Top of Dataset content
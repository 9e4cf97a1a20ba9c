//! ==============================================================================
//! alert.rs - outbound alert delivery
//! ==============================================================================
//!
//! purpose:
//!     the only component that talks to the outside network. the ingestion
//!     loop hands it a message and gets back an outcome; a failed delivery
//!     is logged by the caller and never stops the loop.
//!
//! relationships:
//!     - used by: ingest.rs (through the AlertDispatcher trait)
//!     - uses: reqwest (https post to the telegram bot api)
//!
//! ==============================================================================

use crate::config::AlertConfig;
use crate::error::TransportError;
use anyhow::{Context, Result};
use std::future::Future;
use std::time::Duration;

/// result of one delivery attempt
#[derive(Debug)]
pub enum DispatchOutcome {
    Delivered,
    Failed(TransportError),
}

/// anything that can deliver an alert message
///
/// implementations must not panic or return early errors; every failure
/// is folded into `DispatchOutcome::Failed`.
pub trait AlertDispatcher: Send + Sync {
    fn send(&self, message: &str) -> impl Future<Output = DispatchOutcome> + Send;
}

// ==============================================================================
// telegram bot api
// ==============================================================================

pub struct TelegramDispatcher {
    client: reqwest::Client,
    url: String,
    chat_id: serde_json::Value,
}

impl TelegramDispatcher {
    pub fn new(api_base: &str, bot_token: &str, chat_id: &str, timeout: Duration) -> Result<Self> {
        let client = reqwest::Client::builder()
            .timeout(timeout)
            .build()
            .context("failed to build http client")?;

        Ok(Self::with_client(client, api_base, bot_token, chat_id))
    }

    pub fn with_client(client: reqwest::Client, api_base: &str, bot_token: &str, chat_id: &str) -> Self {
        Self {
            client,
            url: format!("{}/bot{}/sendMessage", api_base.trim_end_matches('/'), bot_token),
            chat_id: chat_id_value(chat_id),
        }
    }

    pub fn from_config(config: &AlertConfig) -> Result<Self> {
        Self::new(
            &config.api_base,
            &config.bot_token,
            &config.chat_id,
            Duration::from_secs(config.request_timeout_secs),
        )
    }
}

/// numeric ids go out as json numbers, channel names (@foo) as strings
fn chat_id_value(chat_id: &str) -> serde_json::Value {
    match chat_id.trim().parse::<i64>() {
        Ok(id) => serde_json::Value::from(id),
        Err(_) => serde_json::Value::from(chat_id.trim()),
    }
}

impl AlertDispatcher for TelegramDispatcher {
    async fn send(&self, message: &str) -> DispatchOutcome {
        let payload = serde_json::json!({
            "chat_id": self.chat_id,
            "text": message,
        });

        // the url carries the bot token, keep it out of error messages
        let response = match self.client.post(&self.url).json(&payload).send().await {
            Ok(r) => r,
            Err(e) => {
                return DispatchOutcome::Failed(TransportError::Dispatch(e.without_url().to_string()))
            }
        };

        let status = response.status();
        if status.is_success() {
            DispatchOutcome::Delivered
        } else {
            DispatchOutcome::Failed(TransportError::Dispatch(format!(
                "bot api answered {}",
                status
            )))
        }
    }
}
Bottom of Dataset content
Top of Dataset content
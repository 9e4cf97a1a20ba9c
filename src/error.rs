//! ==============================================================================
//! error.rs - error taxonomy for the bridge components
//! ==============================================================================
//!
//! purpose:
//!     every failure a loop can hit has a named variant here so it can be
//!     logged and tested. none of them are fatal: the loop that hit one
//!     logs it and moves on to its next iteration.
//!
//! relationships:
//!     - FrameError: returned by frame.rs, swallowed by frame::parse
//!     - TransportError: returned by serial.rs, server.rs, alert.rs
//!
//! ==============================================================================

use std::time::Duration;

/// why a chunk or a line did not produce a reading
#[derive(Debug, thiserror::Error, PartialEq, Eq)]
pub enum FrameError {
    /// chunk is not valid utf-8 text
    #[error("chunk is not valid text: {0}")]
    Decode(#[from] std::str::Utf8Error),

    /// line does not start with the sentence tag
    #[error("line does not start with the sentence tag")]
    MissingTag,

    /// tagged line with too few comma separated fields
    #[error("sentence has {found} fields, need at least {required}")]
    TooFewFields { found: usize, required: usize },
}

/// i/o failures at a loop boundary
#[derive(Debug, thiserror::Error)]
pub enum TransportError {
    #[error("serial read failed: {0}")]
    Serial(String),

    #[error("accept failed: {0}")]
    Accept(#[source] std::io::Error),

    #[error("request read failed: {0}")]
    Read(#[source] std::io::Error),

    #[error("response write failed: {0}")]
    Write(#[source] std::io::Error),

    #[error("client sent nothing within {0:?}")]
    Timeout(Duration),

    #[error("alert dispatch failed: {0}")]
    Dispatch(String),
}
Bottom of Dataset content
→ Assigned task
Your reply should be one number: how many lines in the listing hold the word "source".

→ Exercise solution
3